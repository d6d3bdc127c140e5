//! Turns a local file selection or a remote key into a [`DocumentHandle`].
//!
//! Local uploads are mirrored to the blob store in the background. Mirroring
//! is best-effort: its outcome is logged and never reaches the caller, and an
//! object that already exists under the derived key is left alone.

use std::io::Write;
use std::path::{Path, PathBuf};
use std::sync::Arc;

use tempfile::TempDir;
use thiserror::Error;
use tokio_util::task::TaskTracker;

use crate::blob::{BlobError, BlobStore, blob_key};
use crate::document::{DocumentHandle, Origin};

#[derive(Error, Debug)]
pub enum GatewayError {
    /// Wrong file type or unusable input, caught before any transfer.
    #[error("{0}")]
    Validation(String),
    /// Remote lookup found nothing under the key.
    #[error("no document stored under {key}")]
    NotFound { key: String },
    /// Storage or network fault while retrieving.
    #[error("transfer failed: {0}")]
    Transfer(String),
    #[error("I/O error: {0}")]
    Io(#[from] std::io::Error),
}

/// Check that `name` looks like a PDF by extension / guessed MIME type.
pub fn validate_pdf_name(name: &str) -> Result<(), GatewayError> {
    let is_pdf = mime_guess::from_path(name)
        .iter()
        .any(|m| m == mime_guess::mime::APPLICATION_PDF);
    if is_pdf {
        Ok(())
    } else {
        Err(GatewayError::Validation(format!(
            "{name} is not a PDF (only .pdf files are accepted)"
        )))
    }
}

/// A file chosen through the selection surface, already type-checked.
#[derive(Debug, Clone)]
pub struct LocalFile {
    name: String,
    bytes: Vec<u8>,
    path: Option<PathBuf>,
}

impl LocalFile {
    /// Wrap raw bytes handed over by the host (drag-and-drop style).
    pub fn from_bytes(name: impl Into<String>, bytes: Vec<u8>) -> Result<Self, GatewayError> {
        let name = name.into();
        validate_pdf_name(&name)?;
        Ok(Self {
            name,
            bytes,
            path: None,
        })
    }

    /// Read a file from disk, rejecting non-PDF names before touching it.
    pub async fn read(path: &Path) -> Result<Self, GatewayError> {
        let name = path
            .file_name()
            .map(|n| n.to_string_lossy().to_string())
            .ok_or_else(|| GatewayError::Validation(format!("{} is not a file", path.display())))?;
        validate_pdf_name(&name)?;
        let bytes = tokio::fs::read(path).await?;
        let path = tokio::fs::canonicalize(path)
            .await
            .unwrap_or_else(|_| path.to_path_buf());
        Ok(Self {
            name,
            bytes,
            path: Some(path),
        })
    }

    pub fn name(&self) -> &str {
        &self.name
    }
}

/// Upload/retrieve gateway. Owns the scratch directory for transient locators
/// and the set of detached mirror tasks.
pub struct Gateway {
    store: Option<Arc<dyn BlobStore>>,
    scratch: TempDir,
    mirrors: TaskTracker,
}

impl Gateway {
    pub fn new(store: Option<Arc<dyn BlobStore>>) -> Result<Self, GatewayError> {
        let scratch = tempfile::Builder::new().prefix("docqa-").tempdir()?;
        Ok(Self {
            store,
            scratch,
            mirrors: TaskTracker::new(),
        })
    }

    pub fn store_name(&self) -> Option<&str> {
        self.store.as_deref().map(|s| s.name())
    }

    /// Register a local selection as a fresh handle and start mirroring it.
    ///
    /// Must be called inside a Tokio runtime (the mirror is spawned).
    pub fn from_local_file(&self, file: LocalFile) -> Result<DocumentHandle, GatewayError> {
        let LocalFile { name, bytes, path } = file;
        let handle = match path {
            Some(path) => DocumentHandle::from_path(name, bytes, path),
            None => {
                let bytes: Arc<[u8]> = Arc::from(bytes);
                let temp = write_scratch(self.scratch.path(), &name, &bytes)?;
                DocumentHandle::from_temp(name, bytes, temp, Origin::Local)
            }
        };
        tracing::debug!(document = %handle.id(), name = handle.name(), bytes = handle.len(), "local document registered");

        if let Some(store) = &self.store {
            self.spawn_mirror(Arc::clone(store), blob_key(handle.name()), handle.shared_bytes());
        }
        Ok(handle)
    }

    /// Fetch `pdfs/<key>.pdf` from the blob store.
    ///
    /// Leaves no trace on failure: `NotFound` for a missing object,
    /// `Transfer` for anything else.
    pub async fn from_remote_key(&self, key: &str) -> Result<DocumentHandle, GatewayError> {
        let key = key.trim();
        if key.is_empty() {
            return Err(GatewayError::Validation("enter a document name to look up".into()));
        }
        let store = self
            .store
            .as_ref()
            .ok_or_else(|| GatewayError::Transfer("no blob store configured".into()))?;

        let object_key = blob_key(key);
        tracing::debug!(key = %object_key, store = store.name(), "remote lookup");
        let bytes = match store.get(&object_key).await {
            Ok(bytes) => bytes,
            Err(BlobError::NotFound(_)) => return Err(GatewayError::NotFound { key: object_key }),
            Err(e) => return Err(GatewayError::Transfer(e.to_string())),
        };

        let name = object_key
            .strip_prefix(crate::blob::PDF_PREFIX)
            .unwrap_or(&object_key)
            .to_string();
        let bytes: Arc<[u8]> = Arc::from(bytes);
        let temp = {
            let dir = self.scratch.path().to_path_buf();
            let name = name.clone();
            let bytes = Arc::clone(&bytes);
            tokio::task::spawn_blocking(move || write_scratch(&dir, &name, &bytes))
                .await
                .map_err(|e| GatewayError::Io(std::io::Error::other(e)))??
        };
        let handle = DocumentHandle::from_temp(
            name,
            bytes,
            temp,
            Origin::Remote {
                key: object_key.clone(),
            },
        );
        tracing::debug!(document = %handle.id(), key = %object_key, bytes = handle.len(), "remote document retrieved");
        Ok(handle)
    }

    /// Wait for every mirror started so far. Used at shutdown and in tests.
    pub async fn flush_mirrors(&self) {
        self.mirrors.close();
        self.mirrors.wait().await;
        self.mirrors.reopen();
    }

    /// Detached, best-effort upload. Nothing observes the result.
    fn spawn_mirror(&self, store: Arc<dyn BlobStore>, key: String, bytes: Arc<[u8]>) {
        self.mirrors.spawn(async move {
            match store.exists(&key).await {
                Ok(true) => {
                    tracing::debug!(key = %key, "already mirrored, skipping upload");
                    return;
                }
                Ok(false) => {}
                Err(e) => {
                    tracing::warn!(key = %key, error = %e, "mirror existence check failed");
                    return;
                }
            }
            match store.put(&key, &bytes).await {
                Ok(()) => tracing::info!(key = %key, store = store.name(), "mirrored upload"),
                Err(e) => tracing::warn!(key = %key, error = %e, "mirror upload failed"),
            }
        });
    }
}

/// Write `bytes` to a fresh `<stem>-*.pdf` in `dir`. Blocking.
fn write_scratch(dir: &Path, name: &str, bytes: &[u8]) -> Result<tempfile::TempPath, GatewayError> {
    let stem = Path::new(name)
        .file_stem()
        .map(|s| s.to_string_lossy().to_string())
        .unwrap_or_else(|| "document".to_string());
    let mut file = tempfile::Builder::new()
        .prefix(&format!("{stem}-"))
        .suffix(".pdf")
        .tempfile_in(dir)?;
    file.write_all(bytes)?;
    file.flush()?;
    Ok(file.into_temp_path())
}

★ ★ ★

Exercise description ▸ Identify the lines above with the word "crate". Copy them.

Solution to this problem ▸
use crate::blob::{BlobError, BlobStore, blob_key};
use crate::document::{DocumentHandle, Origin};
            .strip_prefix(crate::blob::PDF_PREFIX)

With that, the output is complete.